Still, it’s interesting how different the addition of music makes, such that most lyrics, no matter how powerful when sung, would fall flat if anyone tried to read them as poetry; and yet some manage it. On that note, I’ll leave you with the lyrics of another Bones song I’ve taken a shine to – it’s my transcription, as there doesn’t seem to be one available online, but the song is readily downloadable. So:

Tears and Laughter

(Tall Tree 6ft Man)

No one’s going to come along and line your palms with gold,                        

And if they did, you would unfold;

And if they did, you’d be wrong to take it.

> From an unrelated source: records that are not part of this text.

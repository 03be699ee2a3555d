//! Integration tests for the exchange rate cache.
//!
//! Rows are append-only, so each test uses its own base currency and inserts
//! values that stay correct when the test is rerun against the same database.

mod common;

use chrono::NaiveDate;
use rust_decimal_macros::dec;
use tally_core::currency::{ExchangeRate, ExchangeRateStore};
use tally_db::ExchangeRateRepository;

fn day(d: u32) -> NaiveDate {
    NaiveDate::from_ymd_opt(2025, 6, d).unwrap()
}

#[tokio::test]
#[ignore = "requires Postgres at DATABASE_URL"]
async fn test_exact_lookup_prefers_newest_insert() {
    let db = common::connect().await;
    let base = "XTS";
    let repo = ExchangeRateRepository::new(db);

    repo.insert(&ExchangeRate::new(base, "TWD", dec!(31.4), day(10)))
        .await
        .expect("insert");
    repo.insert(&ExchangeRate::new(base, "TWD", dec!(31.6), day(10)))
        .await
        .expect("insert");

    let found = repo
        .find_exact(base, "TWD", day(10))
        .await
        .expect("lookup")
        .expect("rate exists");

    assert_eq!(found.rate, dec!(31.6));
    assert!(repo.find_exact(base, "TWD", day(11)).await.expect("lookup").is_none());
}

#[tokio::test]
#[ignore = "requires Postgres at DATABASE_URL"]
async fn test_latest_on_or_before_skips_future_rows() {
    let db = common::connect().await;
    let base = "XAG";
    let repo = ExchangeRateRepository::new(db);

    for (d, rate) in [(1, dec!(30.0)), (5, dec!(31.0)), (20, dec!(32.0))] {
        repo.insert(&ExchangeRate::new(base, "TWD", rate, day(d)))
            .await
            .expect("insert");
    }

    let found = repo
        .find_latest_on_or_before(&base.to_ascii_lowercase(), "twd", day(10))
        .await
        .expect("lookup")
        .expect("rate exists");

    assert_eq!(found.rate_date, day(5));
    assert_eq!(found.rate, dec!(31.0));
    assert!(
        repo.find_latest_on_or_before(base, "TWD", NaiveDate::from_ymd_opt(2024, 12, 31).unwrap())
            .await
            .expect("lookup")
            .is_none()
    );
}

After all the tears and all the laughter,

Your happiness is a string of disasters –

Oh, what more could someone ask for?

No one’s going to say it’s wrong to set alight your soul,

But if they did, where would it go

With all your home in ashes?

After all the fear of showing ages,

On your face like the heavy scent of time

When time is all we’re after.

Step away, stay in the light,

Then we’ll watch them all walk by

To the waterside.

After all the fear of showing ages,

On your face like the heavy scent of time

When time is all we’re after.

Still, on all the walls we have reminders

Of the times we left behind us,

Now all your words are silence.

Step away, stay in the light,

Then we’ll watch them all walk by

To the waterside.

…here’s some stuff about me, because it’s late and because I can.

Top 5 Books

1. The Gone-Away World – Nick Harkaway

2. Vellum/Ink – Hal Duncan

3. The Court of the Air/The Kingdom Beyond the Waves – Stephen Hunt

4. The Jungle Book/The Second Jungle Book – Rudyard Kipling

5. American Gods – Neil Gaiman

Top 5 Films

1. V for Vendetta – James McTeigue

2. Serenity – Joss Whedon

3. Casino Royale – Martin Campbell

4. Children of Men – Alfonso Cuaron

5. Pan’s Labyrinth – Guillermo del Toro

Top 5 Poems

1. Ulysses – Alfred, Lord Tennyson

2. The Sack of the Gods – Rudyard Kipling

3. but if a living dance upon dead minds… – e. e. cummings

4. With Mercy For The Greedy – Anne Sexton

5. Lady Lazarus – Sylvia Plath

Top 5 TV Shows

1. Buffy the Vampire Slayer

2. Dr Who

3. Daria

4. Firefly

5. Futurama

Top 5 Bands

1. V.A.S.T

2. Tonic

3. Aimee Man

4. Audioslave

5. Dido

Top 5 Obscure Interests

1. British radio comedy between 1930 – 1980

2. Weird hats

3. Obsolete words

4. The meaning/origin of names

5. Parallel mythologies

Five Odd Things I’ve Done (While Sober)

1. Laughed at the word ‘pineapple’ for 20 minutes straight

2. Cut my foot on a mouth organ

3. Become inexpicably lost in my own bedroom

4. Set a plastic chair on fire with a home-made chandelier

5. Inhaled a live moth

Five Normal Things I Don’t Do

1. Drive

2. Drink beer

3. Drink coffee

4. Wear makeup

5. Watch reality TV (shudder)

Five Things I Wanted To Be When I Grew Up

1. Archaeologist

2. Palaeontologist

3. Ornothologist

4. Foreign Correspondent

5. Librarian

Top 5 Vices

1. Ice-cream

2. Webcomics

3. Geeky t-shirts

4. Tetris

5. Quoting

…And that’s me in a nutshell, really.